A habit.
It is what the nuns wear to mark themselves as those devoted to God. It is an
outward sign of an inward state. And habits, the patterns of living we either
fall into or form for ourselves, these too are outward forces which have the
power to direct what flows within.
In my
longing for a life of prayer, I need more than desire. The spirit is willing,
but the flesh is weak. It needs to be trained. It needs a path to follow. This
river needs banks so my good intentions don’t disperse and dissipate to other
ends. Habits create channels for the spirit to follow, without having the
burden of decision, that initial inertia, to overcome each time. Habits can
take affections and transform them into effective energy. A habit is not a
burden, but a gift that grace makes into a blessing.
Perhaps,
like my sisters, I can put on a habit of prayer at particular times of the day,
a pattern that repeats itself with the sun’s rising and setting. Perhaps I can
live by a different sort of clock, a different sort of time.

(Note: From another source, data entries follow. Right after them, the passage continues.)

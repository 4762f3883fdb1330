pub mod booking;
pub mod error;
pub mod models;
pub mod repository;
pub mod seating;

pub use error::DomainError;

Perhaps I can
clothe myself with a second nature that, by force of habit, stays put no matter what the day brings.
It’s not
the tyranny of ritual, but the freedom of rhythm. It’s the worship of God through and with time. I have been given a finite number of hours and moments,
and perhaps by ordering them firstly through prayer, the rest will find their
fitting place. Time management through prayer? I’m willing to give it a try.